"Contar una historia es un acto que revela nuestra pequeñez, porque en él confesamos que necesitamos a otro, que estará ahí o no. [...] La historia que iré recogiendo aquí no es más que una manera de reclarmar, hermanos, vuestra atención hacia mi insignificante e incierta peripecia. Me complacería que os fascinara, para qué ocultarlo, pero me conformo con que al leerla sintáis que tiene algo que ver con vuestra propia aventura." [1]

miércoles, 20 de julio de 2011

Participación y rigor

El 15-M está siendo sin duda un ejemplo de cómo llegar a acuerdos empleando la participación y la horizontalidad como premisa. Prueba de ello es la aprobación en asamblea de un consenso de mínimos, tan delicado en algunos puntos. Efectivamente vamos lento, pero es que vamos lejos.

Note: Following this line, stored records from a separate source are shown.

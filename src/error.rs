use std::time::Duration;
use thiserror::Error;

/// Main error type for mongowatch
#[derive(Error, Debug)]
pub enum IngestError {
    /// File system I/O errors
    #[error("IO error: {0}")]
    Io(#[from] std::io::Error),

    /// Configuration errors
    #[error("Configuration error: {0}")]
    Config(String),

    /// Malformed JSON or a top-level value that is not an object
    #[error("Parse error: {0}")]
    Parse(String),

    /// The document has no `Action` field to route on
    #[error("Routing key missing: document has no \"Action\" field")]
    RoutingKeyMissing,

    /// A recognised field is present but unusable
    #[error("Invalid field \"{field}\": {reason}")]
    InvalidField { field: &'static str, reason: String },

    /// The document cannot be represented as BSON
    #[error("Invalid document: {0}")]
    InvalidDocument(String),

    /// Insert or connection failure reported by the database driver
    #[error("Database error: {0}")]
    Database(String),

    /// Insert did not complete within the configured timeout
    #[error("Database insert timed out after {0:?}")]
    Timeout(Duration),

    /// Watcher-internal failure (e.g. event buffer overflow)
    #[error("Watcher error: {0}")]
    Watcher(String),
}

impl IngestError {
    /// Whether another attempt on the same file may succeed.
    ///
    /// Document-shaped failures never fix themselves, so they are terminal;
    /// driver and I/O failures are worth another try after the retry delay.
    pub fn is_retryable(&self) -> bool {
        matches!(
            self,
            IngestError::Io(_) | IngestError::Database(_) | IngestError::Timeout(_)
        )
    }
}

impl From<mongodb::error::Error> for IngestError {
    fn from(err: mongodb::error::Error) -> Self {
        use mongodb::error::ErrorKind;
        match err.kind.as_ref() {
            ErrorKind::InvalidArgument { .. }
            | ErrorKind::BsonSerialization(_)
            | ErrorKind::BsonDeserialization(_) => IngestError::InvalidDocument(err.to_string()),
            _ => IngestError::Database(err.to_string()),
        }
    }
}

/// Convenient Result type using IngestError
pub type Result<T> = std::result::Result<T, IngestError>;
use anyhow::{Context, Result};
use serde::Deserialize;
use std::path::{Path, PathBuf};
use std::time::Duration;

use crate::processor::RetryPolicy;

/// Name of the sub-directory watched under the user's local data directory
/// when `watch.folder` is not set.
pub const DEFAULT_FOLDER_NAME: &str = "FolderToWatch";

/// Main configuration structure
#[derive(Debug, Clone, Deserialize)]
pub struct Config {
    #[serde(default)]
    pub watch: WatchConfig,
    pub mongodb: MongoConfig,
    #[serde(default)]
    pub retry: RetryConfig,
    #[serde(default)]
    pub disposal: DisposalConfig,
}

/// Watched folder configuration
#[derive(Debug, Clone, Deserialize)]
pub struct WatchConfig {
    /// Directory whose `*.json` files are ingested. Defaults to
    /// `<local data dir>/FolderToWatch`.
    #[serde(default)]
    pub folder: Option<PathBuf>,
    #[serde(default = "default_log_level")]
    pub log_level: String,
    /// Sweep the folder again when the OS reports dropped notifications.
    #[serde(default = "default_rescan_on_overflow")]
    pub rescan_on_overflow: bool,
}

impl Default for WatchConfig {
    fn default() -> Self {
        Self {
            folder: None,
            log_level: default_log_level(),
            rescan_on_overflow: default_rescan_on_overflow(),
        }
    }
}

/// MongoDB sink configuration
#[derive(Debug, Clone, Deserialize)]
pub struct MongoConfig {
    /// Environment variable holding the connection string
    #[serde(default = "default_uri_env")]
    pub uri_env: String,
    pub database: String,
    /// Per-insert timeout; no timeout when unset
    #[serde(default)]
    pub insert_timeout_ms: Option<u64>,
}

/// Retry budget shared by lock and database failures
#[derive(Debug, Clone, Deserialize)]
pub struct RetryConfig {
    #[serde(default = "default_max_attempts")]
    pub max_attempts: u32,
    #[serde(default = "default_delay_ms")]
    pub delay_ms: u64,
}

impl Default for RetryConfig {
    fn default() -> Self {
        Self {
            max_attempts: default_max_attempts(),
            delay_ms: default_delay_ms(),
        }
    }
}

/// What happens to a file once processing stops
#[derive(Debug, Clone, Default, Deserialize)]
pub struct DisposalConfig {
    /// Exhausted and rejected files are moved here instead of deleted
    #[serde(default)]
    pub reject_dir: Option<PathBuf>,
}

fn default_log_level() -> String {
    "info".to_string()
}

fn default_rescan_on_overflow() -> bool {
    true
}

fn default_uri_env() -> String {
    "MONGODB_URI".to_string()
}

fn default_max_attempts() -> u32 {
    5
}

fn default_delay_ms() -> u64 {
    5000
}

/// Resolve `<local data dir>/FolderToWatch` for the current user.
pub fn default_watch_folder() -> Option<PathBuf> {
    directories::BaseDirs::new().map(|dirs| dirs.data_local_dir().join(DEFAULT_FOLDER_NAME))
}

impl Config {
    /// Load configuration from file
    ///
    /// Loads environment variables from .env file (if present) before loading config.
    /// Looks for config file in this order:
    /// 1. Path specified in MONGOWATCH_CONFIG environment variable
    /// 2. ./config.toml in current directory
    pub fn load() -> Result<Self> {
        let config_path = std::env::var("MONGOWATCH_CONFIG")
            .map(PathBuf::from)
            .unwrap_or_else(|_| PathBuf::from("config.toml"));
        Self::load_from(&config_path)
    }

    /// Load configuration from an explicit path (still honours .env).
    pub fn load_from(config_path: &Path) -> Result<Self> {
        // Load .env file if it exists (ignore errors - file is optional)
        let _ = dotenv::dotenv();

        let config_str = std::fs::read_to_string(config_path)
            .with_context(|| format!("Failed to read config file: {}", config_path.display()))?;

        let mut config: Config = toml::from_str(&config_str)
            .with_context(|| format!("Failed to parse {}", config_path.display()))?;

        if config.watch.folder.is_none() {
            config.watch.folder = default_watch_folder();
        }

        config.validate()?;

        Ok(config)
    }

    /// Validate configuration values
    fn validate(&self) -> Result<()> {
        let folder = match &self.watch.folder {
            Some(f) => f,
            None => anyhow::bail!(
                "watch.folder is not set and no local data directory could be determined"
            ),
        };

        if folder.exists() && !folder.is_dir() {
            anyhow::bail!(
                "watch.folder must be a directory, not a file: {}",
                folder.display()
            );
        }

        if self.mongodb.database.trim().is_empty() {
            anyhow::bail!("mongodb.database must not be empty");
        }

        std::env::var(&self.mongodb.uri_env).with_context(|| {
            format!(
                "Environment variable {} not set. Set it in your .env file or as an environment variable with your MongoDB connection string.",
                self.mongodb.uri_env
            )
        })?;

        if self.retry.max_attempts == 0 {
            anyhow::bail!("retry.max_attempts must be greater than 0");
        }

        if let Some(reject_dir) = &self.disposal.reject_dir {
            if reject_dir == folder {
                anyhow::bail!(
                    "disposal.reject_dir must differ from watch.folder, otherwise rejected files would be ingested again"
                );
            }
        }

        Ok(())
    }

    /// Get the watched folder
    pub fn watch_folder(&self) -> &Path {
        // validate() guarantees the folder is resolved
        self.watch.folder.as_deref().unwrap_or_else(|| Path::new("."))
    }

    /// Create the watched folder (and reject folder) if they do not exist yet.
    pub fn ensure_folders(&self) -> Result<()> {
        std::fs::create_dir_all(self.watch_folder()).with_context(|| {
            format!("Failed to create watch folder: {}", self.watch_folder().display())
        })?;
        if let Some(reject_dir) = &self.disposal.reject_dir {
            std::fs::create_dir_all(reject_dir).with_context(|| {
                format!("Failed to create reject folder: {}", reject_dir.display())
            })?;
        }
        Ok(())
    }

    /// Read the MongoDB connection string from the configured environment variable
    pub fn mongodb_uri(&self) -> Result<String> {
        std::env::var(&self.mongodb.uri_env)
            .with_context(|| format!("Environment variable {} not set", self.mongodb.uri_env))
    }

    pub fn insert_timeout(&self) -> Option<Duration> {
        self.mongodb.insert_timeout_ms.map(Duration::from_millis)
    }

    pub fn retry_policy(&self) -> RetryPolicy {
        RetryPolicy {
            max_attempts: self.retry.max_attempts,
            delay: Duration::from_millis(self.retry.delay_ms),
        }
    }
}
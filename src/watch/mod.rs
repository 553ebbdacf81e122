//! Watch dispatcher: feed newly created `.json` files to the processor.
//!
//! notify delivers events on its own thread; a single async loop consumes them
//! and awaits each file's processing before taking the next event, so files
//! are handled strictly one after another in arrival order.

mod watcher;

use std::collections::HashSet;
use std::path::{Path, PathBuf};

use tokio::sync::{mpsc, watch};

use crate::error::Result;
use crate::processor::{Discovery, FileProcessor, PendingFile, ProcessSummary};
use crate::sweep::run_sweep;

pub use watcher::{classify_event, start_watcher, WatchEvent};

/// Dispatcher switches.
#[derive(Debug, Clone, Copy)]
pub struct WatchOptions {
    /// Drain files already in the folder before consuming live events
    pub startup_sweep: bool,
    /// Sweep again when the OS reports dropped notifications
    pub rescan_on_overflow: bool,
}

impl Default for WatchOptions {
    fn default() -> Self {
        Self {
            startup_sweep: true,
            rescan_on_overflow: true,
        }
    }
}

/// Watch `folder` until `shutdown` flips to true (or its sender is dropped).
///
/// The watcher is armed before the startup sweep, so files created while the
/// sweep runs are not missed. Shutdown is only observed between files.
pub async fn run_watcher(
    processor: &FileProcessor,
    folder: &Path,
    options: WatchOptions,
    shutdown: watch::Receiver<bool>,
) -> Result<ProcessSummary> {
    let folder = folder.canonicalize()?;
    let (tx, rx) = mpsc::unbounded_channel();
    let _watcher = start_watcher(&folder, tx)?;
    log::info!("Watching {} for *.json files", folder.display());

    let mut summary = ProcessSummary::default();
    let mut swept = HashSet::new();
    if options.startup_sweep {
        let (sweep_summary, handled) = run_sweep(processor, &folder, Discovery::Startup).await;
        summary.merge(sweep_summary);
        swept.extend(handled);
    }

    let live = dispatch_events(processor, &folder, rx, swept, options, shutdown).await;
    summary.merge(live);
    Ok(summary)
}

/// Consume events until the channel closes or shutdown is requested.
///
/// `swept` holds paths a sweep (startup or overflow rescan) already disposed
/// of; a late creation event for one of them is dropped when the file is gone.
pub async fn dispatch_events(
    processor: &FileProcessor,
    folder: &Path,
    mut events: mpsc::UnboundedReceiver<WatchEvent>,
    mut swept: HashSet<PathBuf>,
    options: WatchOptions,
    mut shutdown: watch::Receiver<bool>,
) -> ProcessSummary {
    let mut summary = ProcessSummary::default();

    loop {
        let event = tokio::select! {
            biased;
            _ = shutdown.changed() => {
                log::info!("Shutdown requested, stopping watcher");
                break;
            }
            event = events.recv() => match event {
                Some(event) => event,
                None => break,
            },
        };

        match event {
            WatchEvent::Created(path) => {
                if swept.remove(&path) && !path.exists() {
                    log::debug!("{} already handled by an earlier sweep", path.display());
                    continue;
                }
                let report = processor.process(PendingFile::new(path, Discovery::Live)).await;
                summary.record(&report);
            }
            WatchEvent::Overflow => {
                log::warn!(
                    "The file system watcher experienced an internal buffer overflow; events may have been dropped"
                );
                if options.rescan_on_overflow {
                    let (rescan, handled) = run_sweep(processor, folder, Discovery::Rescan).await;
                    summary.merge(rescan);
                    swept.extend(handled);
                }
            }
            WatchEvent::Error(msg) => {
                log::error!("The file system watcher has detected an error: {}", msg);
            }
        }
    }

    summary
}
//! Turn raw JSON text into a routed document.
//!
//! The top-level object is kept as written (key order included); only
//! `CreatedAt` is rewritten into MongoDB's Extended JSON date form so the sink
//! stores it as a BSON datetime instead of a string.

use serde::Deserialize;
use serde_json::{json, Map, Value as JsonValue};

use crate::error::{IngestError, Result};

/// Field naming the destination collection.
pub const ROUTING_FIELD: &str = "Action";
/// Timestamp field stored as a database-native date.
pub const TIMESTAMP_FIELD: &str = "CreatedAt";

/// Typed view of the two fields this crate interprets. Everything else in the
/// object is an opaque pass-through bag.
#[derive(Debug, Default)]
struct RoutingFields {
    action: Option<String>,
    created_at: Option<String>,
}

/// A document ready for insertion.
#[derive(Debug, Clone, PartialEq)]
pub struct TransformedDocument {
    /// Destination collection (the `Action` value)
    pub collection: String,
    /// Full top-level object with `CreatedAt` rewritten
    pub body: Map<String, JsonValue>,
}

/// Parse `content`, rewrite `CreatedAt` and extract the routing key.
pub fn transform(content: &str) -> Result<TransformedDocument> {
    let value: JsonValue = serde_json::from_str(content)
        .map_err(|e| IngestError::Parse(format!("JSON parse error: {}", e)))?;

    let mut body = match value {
        JsonValue::Object(map) => map,
        other => {
            return Err(IngestError::Parse(format!(
                "expected a JSON object at top level, found {}",
                json_kind(&other)
            )))
        }
    };

    let fields = decode_routing_fields(&body)?;

    if let Some(created_at) = fields.created_at {
        // insert() on an existing key keeps its position
        body.insert(TIMESTAMP_FIELD.to_string(), json!({ "$date": created_at }));
    }

    let collection = fields.action.ok_or(IngestError::RoutingKeyMissing)?;
    validate_collection_name(&collection)?;

    Ok(TransformedDocument { collection, body })
}

fn decode_routing_fields(body: &Map<String, JsonValue>) -> Result<RoutingFields> {
    let mut fields = RoutingFields::default();
    if let Some(value) = body.get(ROUTING_FIELD) {
        fields.action = decode_field(ROUTING_FIELD, value)?;
    }
    if let Some(value) = body.get(TIMESTAMP_FIELD) {
        fields.created_at = decode_field(TIMESTAMP_FIELD, value)?;
    }
    Ok(fields)
}

fn decode_field(field: &'static str, value: &JsonValue) -> Result<Option<String>> {
    Option::<String>::deserialize(value).map_err(|_| IngestError::InvalidField {
        field,
        reason: format!("expected a string, found {}", json_kind(value)),
    })
}

/// Reject names MongoDB refuses as collection names.
fn validate_collection_name(name: &str) -> Result<()> {
    let reason = if name.is_empty() {
        "collection name must not be empty"
    } else if name.contains('$') {
        "collection name must not contain '$'"
    } else if name.contains('\0') {
        "collection name must not contain NUL"
    } else if name.starts_with("system.") {
        "collection names starting with 'system.' are reserved"
    } else {
        return Ok(());
    };
    Err(IngestError::InvalidField {
        field: ROUTING_FIELD,
        reason: reason.to_string(),
    })
}

fn json_kind(value: &JsonValue) -> &'static str {
    match value {
        JsonValue::Null => "null",
        JsonValue::Bool(_) => "a boolean",
        JsonValue::Number(_) => "a number",
        JsonValue::String(_) => "a string",
        JsonValue::Array(_) => "an array",
        JsonValue::Object(_) => "an object",
    }
}
//! File readiness: is a freshly created file safe to read, or is its writer
//! still holding it?

use std::fs::File;
use std::io;
use std::path::Path;

/// Result of trying a file for exclusive read access.
#[derive(Debug, Clone, Copy, PartialEq, Eq)]
pub enum Readiness {
    /// Opened exclusively; nobody else holds the file.
    Ready,
    /// Another handle holds the file (sharing violation / lock held).
    Locked,
    /// Any other I/O failure: missing file, permission denied, ...
    Unavailable(io::ErrorKind),
}

impl Readiness {
    pub fn is_ready(&self) -> bool {
        matches!(self, Readiness::Ready)
    }
}

/// Handle proving exclusive access; released on drop.
#[cfg(unix)]
pub(crate) type ExclusiveHandle = nix::fcntl::Flock<File>;
#[cfg(not(unix))]
pub(crate) type ExclusiveHandle = File;

/// Try to open `path` for exclusive read access.
///
/// The handle (and any lock taken) is dropped before returning. A missing file
/// reports `Unavailable`, which callers treat the same as `Locked`.
pub fn check_readiness(path: &Path) -> Readiness {
    match open_exclusive(path) {
        Ok(_handle) => Readiness::Ready,
        Err(e) if is_sharing_violation(&e) => Readiness::Locked,
        Err(e) => Readiness::Unavailable(e.kind()),
    }
}

#[cfg(unix)]
fn open_exclusive(path: &Path) -> io::Result<ExclusiveHandle> {
    use nix::fcntl::{Flock, FlockArg};

    let file = File::open(path)?;
    // Non-blocking exclusive advisory lock; released when the guard drops.
    Flock::lock(file, FlockArg::LockExclusiveNonblock).map_err(|(_, errno)| io::Error::from(errno))
}

#[cfg(windows)]
fn open_exclusive(path: &Path) -> io::Result<ExclusiveHandle> {
    use std::os::windows::fs::OpenOptionsExt;

    std::fs::OpenOptions::new()
        .read(true)
        .share_mode(0)
        .open(path)
}

#[cfg(not(any(unix, windows)))]
fn open_exclusive(path: &Path) -> io::Result<ExclusiveHandle> {
    File::open(path)
}

#[cfg(unix)]
fn is_sharing_violation(err: &io::Error) -> bool {
    err.raw_os_error() == Some(nix::errno::Errno::EWOULDBLOCK as i32)
}

#[cfg(windows)]
fn is_sharing_violation(err: &io::Error) -> bool {
    const ERROR_SHARING_VIOLATION: i32 = 32;
    const ERROR_LOCK_VIOLATION: i32 = 33;
    matches!(
        err.raw_os_error(),
        Some(ERROR_SHARING_VIOLATION) | Some(ERROR_LOCK_VIOLATION)
    )
}

#[cfg(not(any(unix, windows)))]
fn is_sharing_violation(_err: &io::Error) -> bool {
    false
}

/// Hold a file the way a still-running writer would. Test helper.
#[cfg(test)]
pub(crate) fn hold_exclusive(path: &Path) -> ExclusiveHandle {
    open_exclusive(path).expect("take exclusive hold on test file")
}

Sin embargo, en un par de ocasiones he sentido ya una sobre-participación. En ese afan por permitir y promover la máxima participación, el que ha salido perdiendo ha sido el rigor. Creo que no debemos confundir en ningún momento participación con falta de rigor. No debemos perder el norte y hay saber en todo momento por qué estamos reunidos. Si estamos hablando sobre la energía nuclear y la conversación deriva y se centra durante media hora en la migración de las aves, creo que algo estamos haciendo mal. Seguramente las aportaciones habrán sido muy interesantes durante esa media hora, pero habría que valorar el efecto sobre el tema principal.

Lodelicado es que el rigor no es espontáneo, el rigor hay que promoverlo activamente. Y ese papel está siendo muy castigado en el 15M, al identificarlo con un lider o cabecilla que nos dice lo que tenemos que hacer. Los que participamos en el movimiento tenemos que entender y asumir que hay gente que está trabajando muy duro en algunos aspectos, y que ese trabajo le permite en ciertos momentos tener una visión más global que le permita guiar (que no manipular) la participación hacia los objetivos que se habían establecido.

El ejemplo más claro me parece la asamblea en la que se debatió la primera versión del consenso de mínimos (en la segunda no estuve). La participación estaba más que garantizada, pero no faltó el rigor. Hubo una persona que marcó los tiempos y recordó en todo momento que se debía avanzar, que no podíamos eternizarnos en un punto. Creo que esa fue la clave para que al final de la sesión se puedieran recoger propuestas de mejora en todos y cada uno de los puntos del consenso.

Creo que este modelo debería extenderse a todas las actividades (talleres, reuniones de comisiones, asambleas...). Que haya una persona o grupo de personas (siempre rotatorio!), que se preparen bien la actividad (eso les dará una mejor visión de la misma) y que tengan la capacidad de guiar (insisto, que no manipular) al grupo para poder avanzar y no estancarnos en un mismo punto. Y repito que como personas participantes en el movimiento, deberíamos aceptar este rol, que no es otro que el definido como Moderador desde los inicios, y no crucificarlo por que nos recuerde a nuestro jefe.

Recogiendo la idea, hay que garantizar la participación, pero también respetar los espacios. No es posible que en un taller (en el que se supone que alguien ha preparado una sesión) las aportaciones de los asistentes ocupen más tiempo que la personas que da el taller.

Recordemos que la participación es básica y necesaria, pero el rigor será lo que nos permita avanzar con paso firme. A las pruebas me remito.